As pointed out by Sussan of John Hopkins university, in one of our favourite quotes, “you can’t really train mice to vape”.

Mice studies have lead to amazing breakthroughs in fighting polio, yellow fever, and HIV. But it is also time to admit that when it comes to inflammatory responses and respiratory disease, mice are not accurate models.

So why did the San Diego scientists use mice as models?

The above evidence against using mice models (particularly when studying inflammatory responses and respiratory systems) is not some kind of closely-guarded medical secret. In fact, any self-respecting scientist that studies mice could hardly have missed it. Yet the scientists in the San Diego study chose to ignore this body of evidence. Why?

In most cases, scientists use mice as a compromise. We don’t want to risk injuring or killing people with untested substances, so we’ll risk a couple of rodent lives instead. It might seem cruel, but there’s an understandable logic there.

However, the “let’s use mice” logic breaks down when studying e-cigarettes. There are hundreds of thousands of people vaping out there already, so recruiting some subjects wouldn’t be a risk, wouldn’t be too expensive, and it wouldn’t be hard to compare these vapers to smokers. Why study the effects of e-cigarettes on mice when we could be studying the effects of e-cigarettes on humans — which is what we actually want to find out?
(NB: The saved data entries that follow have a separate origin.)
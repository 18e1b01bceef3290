use std::path::Path;

use anyhow::Context;
use clap::Args;

#[derive(Args, Debug)]
pub struct StatusArgs {
    /// Print the stats as JSON
    #[arg(long)]
    pub json: bool,
}

pub fn run(args: &StatusArgs, config_path: &Path) -> anyhow::Result<()> {
    let (config, session) = super::open_session(config_path)?;
    let stats = session
        .store()
        .stats()
        .context("Failed to read store stats")?;

    if args.json {
        println!("{}", serde_json::to_string_pretty(&stats)?);
        return Ok(());
    }

    println!("{}", config.survey.title);
    println!();
    println!("  Backend:   {}", stats.backend);
    println!("  Location:  {}", stats.location);
    if stats.size_bytes > 0 {
        println!("  Size:      {}", format_bytes(stats.size_bytes));
    }
    println!("  Responses: {}", stats.total_records);
    println!();

    println!("  Schema version: {}", stats.schema.version());
    let extensions = stats.schema.extensions();
    if extensions.is_empty() {
        println!("  Optional columns: none");
    } else {
        println!("  Optional columns:");
        for column in extensions {
            println!("    {column}");
        }
    }
    Ok(())
}

#[allow(clippy::cast_precision_loss)]
fn format_bytes(bytes: u64) -> String {
    if bytes < 1024 {
        format!("{bytes} B")
    } else if bytes < 1024 * 1024 {
        format!("{:.1} KB", bytes as f64 / 1024.0)
    } else {
        format!("{:.1} MB", bytes as f64 / (1024.0 * 1024.0))
    }
}
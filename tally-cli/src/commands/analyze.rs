use std::path::Path;

use anyhow::Context;
use clap::Args;

use tally_core::analyze::cluster_responses;
use tally_core::render::cluster_report;

#[derive(Args, Debug)]
pub struct AnalyzeArgs {
    /// Print the outcome as JSON
    #[arg(long)]
    pub json: bool,

    /// Override the configured number of clusters
    #[arg(long)]
    pub clusters: Option<usize>,
}

pub fn run(args: &AnalyzeArgs, config_path: &Path) -> anyhow::Result<()> {
    let (mut config, mut session) = super::open_session(config_path)?;
    if let Some(k) = args.clusters {
        anyhow::ensure!(k >= 1, "--clusters must be at least 1");
        config.analysis.clusters = k;
    }

    let records = session
        .current_view()
        .context("Cannot load responses")?;
    let outcome = cluster_responses(records, &config.analysis).context("Clustering failed")?;

    if args.json {
        println!("{}", serde_json::to_string_pretty(&outcome)?);
    } else {
        print!("{}", cluster_report(&outcome));
    }
    Ok(())
}
//! Response store: durable, append-only record of submitted answers.
//!
//! Two interchangeable backends implement [`ResponseStore`]: a CSV flat file
//! ([`flat_file::CsvStore`]) and an embedded `SQLite` database
//! ([`sqlite::SqliteStore`]). There is no migration between them.

pub mod flat_file;
pub mod schema;
pub mod sqlite;
pub mod traits;

pub use traits::ResponseStore;

use crate::config::{StorageBackend, StorageSection};

/// Open the store described by the `[storage]` config section.
pub fn open_store(storage: &StorageSection) -> crate::error::Result<Box<dyn ResponseStore>> {
    let path = storage.path();
    tracing::debug!(backend = storage.backend.as_str(), path = %path.display(), "Opening response store");
    let store: Box<dyn ResponseStore> = match storage.backend {
        StorageBackend::Csv => Box::new(flat_file::CsvStore::new(path)),
        StorageBackend::Sqlite => Box::new(sqlite::SqliteStore::open(&path)?),
    };
    Ok(store)
}
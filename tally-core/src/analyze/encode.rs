// Categorical encoding and standardization of response columns.
#![allow(clippy::cast_precision_loss)]

use std::collections::BTreeSet;

use crate::types::{BASE_FIELDS, ResponseRecord, TIMESTAMP_FIELD};

/// Numeric view of a set of records: one row per record, one column per field.
#[derive(Debug, Clone, PartialEq)]
pub struct EncodedMatrix {
    pub columns: Vec<String>,
    /// Sorted distinct labels per column; a value's code is its index here.
    pub labels: Vec<Vec<String>>,
    pub rows: Vec<Vec<f64>>,
}

/// Columns present in `records`: base fields, `timestamp`, then extensions in
/// order of first appearance, minus `exclude`.
pub fn feature_columns(records: &[ResponseRecord], exclude: &[String]) -> Vec<String> {
    let mut columns: Vec<String> = BASE_FIELDS
        .iter()
        .copied()
        .chain(std::iter::once(TIMESTAMP_FIELD))
        .map(str::to_string)
        .collect();
    for record in records {
        for (name, _) in record.extensions() {
            if !columns.iter().any(|c| c == name) {
                columns.push(name.to_string());
            }
        }
    }
    columns.retain(|c| !exclude.contains(c));
    columns
}

/// Replace each value by the index of its label in the column's sorted label
/// set. Absent values encode as the empty label.
pub fn label_encode(records: &[ResponseRecord], columns: &[String]) -> EncodedMatrix {
    let labels: Vec<Vec<String>> = columns
        .iter()
        .map(|col| {
            records
                .iter()
                .map(|r| r.get(col).unwrap_or_default())
                .collect::<BTreeSet<_>>()
                .into_iter()
                .map(str::to_string)
                .collect()
        })
        .collect();

    let rows = records
        .iter()
        .map(|r| {
            columns
                .iter()
                .zip(&labels)
                .map(|(col, col_labels)| {
                    let value = r.get(col).unwrap_or_default();
                    col_labels
                        .binary_search_by(|l| l.as_str().cmp(value))
                        .map_or(0.0, |code| code as f64)
                })
                .collect()
        })
        .collect();

    EncodedMatrix {
        columns: columns.to_vec(),
        labels,
        rows,
    }
}

/// Scale every column to zero mean and unit population variance in place.
/// Constant columns become all zeros.
pub fn standardize(rows: &mut [Vec<f64>]) {
    let Some(width) = rows.first().map(Vec::len) else {
        return;
    };
    let n = rows.len() as f64;

    for col in 0..width {
        let mean = rows.iter().map(|r| r[col]).sum::<f64>() / n;
        let var = rows.iter().map(|r| (r[col] - mean).powi(2)).sum::<f64>() / n;
        let std = var.sqrt();
        for row in rows.iter_mut() {
            row[col] = if std > f64::EPSILON {
                (row[col] - mean) / std
            } else {
                0.0
            };
        }
    }
}
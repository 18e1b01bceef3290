// Horizontal bar charts for answer distributions.

use std::fmt::Write as _;

use crate::analyze::Distribution;

/// Default bar length, in characters, of the most frequent label.
pub const DEFAULT_BAR_WIDTH: usize = 40;

/// Widths above this are clamped.
pub const MAX_BAR_WIDTH: usize = 500;

/// Render `dist` as a text bar chart. The longest bar is `width` characters
/// (within `1..=MAX_BAR_WIDTH`); every non-zero count gets at least one.
pub fn bar_chart(dist: &Distribution, width: usize) -> String {
    let width = width.clamp(1, MAX_BAR_WIDTH);
    let mut out = String::new();
    let _ = writeln!(out, "{} ({} responses)", dist.field, dist.respondents);

    if dist.counts.is_empty() {
        out.push_str("  (no answers)\n");
        return out;
    }

    let label_width = dist
        .counts
        .iter()
        .map(|(label, _)| label.chars().count())
        .max()
        .unwrap_or(0);
    let max_count = dist.counts.iter().map(|(_, c)| *c).max().unwrap_or(1).max(1);

    for (label, count) in &dist.counts {
        let bar = (count.saturating_mul(width).saturating_add(max_count / 2) / max_count).max(1);
        let pad = label_width - label.chars().count();
        let _ = writeln!(
            out,
            "  {label}{:pad$} {} {count} ({:.1}%)",
            "",
            "#".repeat(bar),
            dist.share(*count),
        );
    }
    out
}

#[cfg(test)]
mod tests {
    use super::*;

    fn knowledge() -> Distribution {
        Distribution {
            field: "Conhecimento_PrEP".into(),
            respondents: 4,
            counts: vec![
                ("Sim, conheço bem".into(), 2),
                ("Não conheço".into(), 1),
                ("Conheço parcialmente".into(), 1),
            ],
        }
    }

    #[test]
    fn renders_bars_scaled_to_largest_count() {
        insta::assert_snapshot!(bar_chart(&knowledge(), 10), @r"
Conhecimento_PrEP (4 responses)
  Sim, conheço bem     ########## 2 (50.0%)
  Não conheço          ##### 1 (25.0%)
  Conheço parcialmente ##### 1 (25.0%)
");
    }

    #[test]
    fn small_counts_keep_a_visible_bar() {
        let dist = Distribution {
            field: "Genero".into(),
            respondents: 101,
            counts: vec![("Outro".into(), 100), ("Agênero".into(), 1)],
        };
        let chart = bar_chart(&dist, 10);
        let last = chart.lines().last().unwrap();
        assert!(last.contains(" # 1 "));
    }

    #[test]
    fn width_is_clamped() {
        let longest = |width| {
            bar_chart(&knowledge(), width)
                .lines()
                .nth(1)
                .map(|l| l.matches('#').count())
        };
        assert_eq!(longest(usize::MAX), Some(MAX_BAR_WIDTH));
        assert_eq!(longest(0), Some(1));
    }

    #[test]
    fn empty_distribution() {
        let dist = Distribution {
            field: "Comentarios".into(),
            respondents: 0,
            counts: Vec::new(),
        };
        assert_eq!(bar_chart(&dist, 10), "Comentarios (0 responses)\n  (no answers)\n");
    }
}
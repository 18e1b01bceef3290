use std::collections::{BTreeMap, HashSet};

use serde::{Deserialize, Serialize};

use crate::error::ValidationError;

// ── Field catalog ──────────────────────────────────────────────────

/// Column holding the store-assigned creation instant.
pub const TIMESTAMP_FIELD: &str = "timestamp";

/// `chrono` format of [`ResponseRecord::timestamp`].
pub const TIMESTAMP_FORMAT: &str = "%Y-%m-%d %H:%M:%S";

/// Row identifier column used by the `SQLite` backend.
pub const ROW_ID_FIELD: &str = "id";

/// The 14 answer fields every record must supply, in column order.
pub const BASE_FIELDS: [&str; 14] = [
    "Conhecimento_PrEP",
    "Conhecimento_PEP",
    "Acesso_servicos",
    "Fonte_informacao",
    "Uso_PrepPEP",
    "Conhece_usuarios",
    "Teste_HIV_frequencia",
    "Metodos_prevencao",
    "Genero",
    "Orientacao_sexual",
    "Raca",
    "Faixa_etaria",
    "Renda",
    "Regiao",
];

/// Optional fields collected by the longer form variant.
pub const DECLARED_EXTENSIONS: [&str; 3] = ["Verificacao_PrEP", "Verificacao_PEP", "Comentarios"];

/// Separator used when a multi-select answer is flattened into one string.
pub const MULTI_VALUE_SEPARATOR: &str = ", ";

/// Version of the base layout. Each extension column bumps the effective version.
pub const BASE_SCHEMA_VERSION: u32 = 1;

const MAX_FIELD_NAME_LEN: usize = 64;

pub fn is_base_field(name: &str) -> bool {
    BASE_FIELDS.contains(&name)
}

/// Current local time in [`TIMESTAMP_FORMAT`].
pub fn timestamp_now() -> String {
    chrono::Local::now().format(TIMESTAMP_FORMAT).to_string()
}

// ── Records ────────────────────────────────────────────────────────

/// Flat field → answer mapping supplied by the form.
pub type Answers = BTreeMap<String, String>;

/// One submitted questionnaire instance, as persisted.
#[derive(Debug, Clone, PartialEq, Eq, Serialize, Deserialize)]
pub struct ResponseRecord {
    pub timestamp: String,
    #[serde(flatten)]
    pub answers: Answers,
}

impl ResponseRecord {
    /// Look up any column, including `timestamp`. Absent extensions yield `None`.
    pub fn get(&self, field: &str) -> Option<&str> {
        if field == TIMESTAMP_FIELD {
            Some(self.timestamp.as_str())
        } else {
            self.answers.get(field).map(String::as_str)
        }
    }

    /// Answers outside the base schema.
    pub fn extensions(&self) -> impl Iterator<Item = (&str, &str)> {
        self.answers
            .iter()
            .filter(|(k, _)| !is_base_field(k))
            .map(|(k, v)| (k.as_str(), v.as_str()))
    }
}

/// Check a submission and normalize it for storage.
///
/// Every base field must be present. `timestamp` and `id` are assigned by the
/// store. Extension names must be identifiers that cannot collide with a base
/// column once case is folded. Empty extension values are dropped.
pub fn prepare_answers(mut answers: Answers) -> Result<Answers, ValidationError> {
    for field in BASE_FIELDS {
        if !answers.contains_key(field) {
            return Err(ValidationError::MissingField(field.to_string()));
        }
    }

    let mut folded: HashSet<String> = HashSet::with_capacity(answers.len());
    for name in answers.keys() {
        let lower = name.to_ascii_lowercase();
        if lower == TIMESTAMP_FIELD || lower == ROW_ID_FIELD {
            return Err(ValidationError::ReservedField(name.clone()));
        }
        if !is_valid_field_name(name) || !folded.insert(lower) {
            return Err(ValidationError::InvalidFieldName(name.clone()));
        }
    }

    answers.retain(|k, v| is_base_field(k) || !v.is_empty());
    Ok(answers)
}

/// ASCII identifier: letters, digits, `_`, not starting with a digit.
pub fn is_valid_field_name(name: &str) -> bool {
    let mut chars = name.chars();
    let Some(first) = chars.next() else {
        return false;
    };
    name.len() <= MAX_FIELD_NAME_LEN
        && (first.is_ascii_alphabetic() || first == '_')
        && chars.all(|c| c.is_ascii_alphanumeric() || c == '_')
}

// ── Schema ─────────────────────────────────────────────────────────

/// Column layout of a store: base fields, `timestamp`, then extensions in
/// order of first appearance.
#[derive(Debug, Clone, Default, PartialEq, Eq, Serialize)]
pub struct Schema {
    extensions: Vec<String>,
}

impl Schema {
    pub fn new() -> Self {
        Self::default()
    }

    /// Build a schema from the column names of an existing backing store.
    ///
    /// Order of the base columns is not significant. Returns a description of
    /// the problem when a required column is missing or a name repeats.
    pub fn from_columns<S: AsRef<str>>(columns: &[S]) -> Result<Self, String> {
        let mut seen: HashSet<String> = HashSet::with_capacity(columns.len());
        let mut extensions = Vec::new();
        for col in columns {
            let col = col.as_ref();
            if !seen.insert(col.to_ascii_lowercase()) {
                return Err(format!("duplicate column {col:?}"));
            }
            if col != TIMESTAMP_FIELD && !is_base_field(col) {
                extensions.push(col.to_string());
            }
        }
        if !columns.iter().any(|c| c.as_ref() == TIMESTAMP_FIELD) {
            return Err(format!("missing column {TIMESTAMP_FIELD:?}"));
        }
        if let Some(missing) = BASE_FIELDS
            .iter()
            .find(|f| !columns.iter().any(|c| c.as_ref() == **f))
        {
            return Err(format!("missing column {missing:?}"));
        }
        Ok(Self { extensions })
    }

    /// `BASE_SCHEMA_VERSION` plus one per extension column.
    pub fn version(&self) -> u32 {
        BASE_SCHEMA_VERSION.saturating_add(u32::try_from(self.extensions.len()).unwrap_or(u32::MAX))
    }

    pub fn extensions(&self) -> &[String] {
        &self.extensions
    }

    /// All columns in canonical order.
    pub fn columns(&self) -> Vec<&str> {
        BASE_FIELDS
            .iter()
            .copied()
            .chain(std::iter::once(TIMESTAMP_FIELD))
            .chain(self.extensions.iter().map(String::as_str))
            .collect()
    }

    /// Extension columns `answers` would add, in the record's key order.
    ///
    /// A name matching an existing extension only after case folding is
    /// rejected, since the `SQLite` backend treats column names
    /// case-insensitively.
    pub fn new_columns(&self, answers: &Answers) -> Result<Vec<String>, ValidationError> {
        let mut added = Vec::new();
        for name in answers.keys().filter(|k| !is_base_field(k)) {
            if self.extensions.iter().any(|e| e == name) {
                continue;
            }
            if self.extensions.iter().any(|e| e.eq_ignore_ascii_case(name)) {
                return Err(ValidationError::InvalidFieldName(name.clone()));
            }
            added.push(name.clone());
        }
        Ok(added)
    }

    pub fn extend(&mut self, columns: impl IntoIterator<Item = String>) {
        for col in columns {
            if !self.extensions.contains(&col) {
                self.extensions.push(col);
            }
        }
    }
}

// ── Stats ──────────────────────────────────────────────────────────

/// Summary of a store's contents.
#[derive(Debug, Clone, Serialize)]
pub struct StoreStats {
    pub backend: &'static str,
    pub location: String,
    pub total_records: u64,
    pub schema: Schema,
    pub size_bytes: u64,
}
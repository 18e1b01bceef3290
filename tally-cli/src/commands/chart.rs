use std::path::Path;

use anyhow::Context;
use clap::Args;

use tally_core::analyze::distribution_for;
use tally_core::render::chart::{DEFAULT_BAR_WIDTH, bar_chart};

#[derive(Args, Debug)]
pub struct ChartArgs {
    /// Fields to chart
    #[arg(default_values = ["Conhecimento_PrEP", "Conhecimento_PEP"])]
    pub fields: Vec<String>,

    /// Length of the longest bar, in characters (1 to 500)
    #[arg(
        long,
        default_value_t = DEFAULT_BAR_WIDTH,
        value_parser = clap::builder::RangedU64ValueParser::<usize>::new().range(1..=500)
    )]
    pub width: usize,
}

pub fn run(args: &ChartArgs, config_path: &Path) -> anyhow::Result<()> {
    let (_, mut session) = super::open_session(config_path)?;
    let records = session
        .current_view()
        .context("Cannot load responses")?;

    for (idx, field) in args.fields.iter().enumerate() {
        let dist = distribution_for(records, field)?;
        if idx > 0 {
            println!();
        }
        print!("{}", bar_chart(&dist, args.width));
    }
    Ok(())
}
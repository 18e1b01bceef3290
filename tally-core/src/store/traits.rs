use crate::types::{Answers, ResponseRecord, Schema, StoreStats};

/// The response store abstraction. Forms write and analyses read through
/// this trait; the CSV and `SQLite` backends are interchangeable.
///
/// Stores assume a single writer process per backing location. Appends from
/// several processes against the same CSV file can interleave and lose rows.
pub trait ResponseStore: Send + Sync + std::fmt::Debug {
    /// Short backend name (`csv`, `sqlite`).
    fn backend(&self) -> &'static str;

    /// Validate `answers`, stamp them and persist the record durably.
    ///
    /// Returns the record exactly as stored, only after the write completed.
    /// Validation failures are reported before any I/O happens.
    fn append(&self, answers: Answers) -> crate::error::Result<ResponseRecord>;

    /// Every stored record in insertion order. Creates an empty store when
    /// none exists yet.
    fn load_all(&self) -> crate::error::Result<Vec<ResponseRecord>>;

    /// Current column layout.
    fn schema(&self) -> crate::error::Result<Schema>;

    /// Get summary statistics about the store.
    fn stats(&self) -> crate::error::Result<StoreStats>;
}
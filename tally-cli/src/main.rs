use std::path::PathBuf;

use clap::Parser;

use tally_core::config::CONFIG_FILE;
use tally_core::error::{ConfigError, StoreError, TallyError, ValidationError};

mod commands;

#[derive(Parser, Debug)]
#[command(
    name = "tally",
    version,
    about = "Collect PrEP/PEP survey responses and explore the results"
)]
struct Cli {
    #[command(subcommand)]
    command: commands::Command,

    /// Path to the configuration file
    #[arg(long, global = true, default_value = CONFIG_FILE, env = "TALLY_CONFIG")]
    config: PathBuf,

    /// Increase verbosity (-v, -vv, -vvv)
    #[arg(short, long, action = clap::ArgAction::Count, global = true)]
    verbose: u8,

    /// Suppress non-error output
    #[arg(short, long, global = true)]
    quiet: bool,
}

/// Map an error to the process exit code.
///
///   0 success
///   1 general error
///   2 configuration error
///   3 rejected submission (validation or missing consent)
///   4 store failure
///   5 existing store data is corrupt
fn classify_exit_code(err: &anyhow::Error) -> i32 {
    for cause in err.chain() {
        if let Some(e) = cause.downcast_ref::<TallyError>() {
            return match e {
                TallyError::Config(_) => 2,
                TallyError::Validation(_) => 3,
                TallyError::Store(StoreError::Corrupt { .. }) => 5,
                TallyError::Store(_) => 4,
                TallyError::Analyze(_) => 1,
            };
        }
        if cause.is::<ConfigError>() {
            return 2;
        }
        if cause.is::<ValidationError>() {
            return 3;
        }
        if let Some(e) = cause.downcast_ref::<StoreError>() {
            return if matches!(e, StoreError::Corrupt { .. }) { 5 } else { 4 };
        }
    }
    1
}

fn main() {
    let cli = Cli::parse();

    let filter = match (cli.quiet, cli.verbose) {
        (true, _) => "error",
        (_, 0) => "warn",
        (_, 1) => "info",
        (_, 2) => "debug",
        _ => "trace",
    };

    tracing_subscriber::fmt()
        .with_writer(std::io::stderr)
        .with_env_filter(
            tracing_subscriber::EnvFilter::try_from_default_env()
                .unwrap_or_else(|_| tracing_subscriber::EnvFilter::new(filter)),
        )
        .init();

    match commands::run(cli.command, &cli.config) {
        Ok(()) => std::process::exit(0),
        Err(e) => {
            eprintln!("Error: {e:#}");
            std::process::exit(classify_exit_code(&e));
        }
    }
}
Using mice is cheap, but it’s also rife with problems. The mice that are studied on are kept in shoebox size cages and given access to limitless supply of pellets. This means that not only are they the wrong species, but they are also the most obese and lazy examples of their species. We wouldn’t use the most obese, exercise-starved humans as models for our drug trials, so why do we think it’s a good idea to use obese and exercise-starved mice?

It turns out that some scientists do actually use human subjects in their vaping studies.

At roughly the same time that the San Diego scientists released their mice study, Dr. Konstantinos Farsalinos found that smokers who switched to vaping were able to lower their blood pressure from dangerously high to a safer level. This study tracked hundreds of human participants over an entire year and told us something that is actually life saving. His study found that if you are a smoker with high blood pressure that can’t give up on nicotine, you can lower your blood pressure substantially by swapping to e-cigarettes. No mice, no maybes. That’s the kind of knowledge that prevents heart attacks.

Oh, and unlike the San Diego study which is hidden behind a paywall (preventing all but the keenest journalists from doing much other than parroting the press release), Dr. Farsalinos’ research is open access.

Though the studies were released at the same time, and though one looked at humans (you know, the people we are trying to help) and one looked at mice, the mice study is still the one that got all the headlines. Is it just me, or does it look like the media prefers to pick up and run with whichever study paints vaping in the worst light?

3 Comments

  • Yes, I got what you are trying to say. I think it is time that we find another test animal instead of just using mice. As for vaping, I switched to vaping last year and I can honestly say that I am now feeling so much better than before.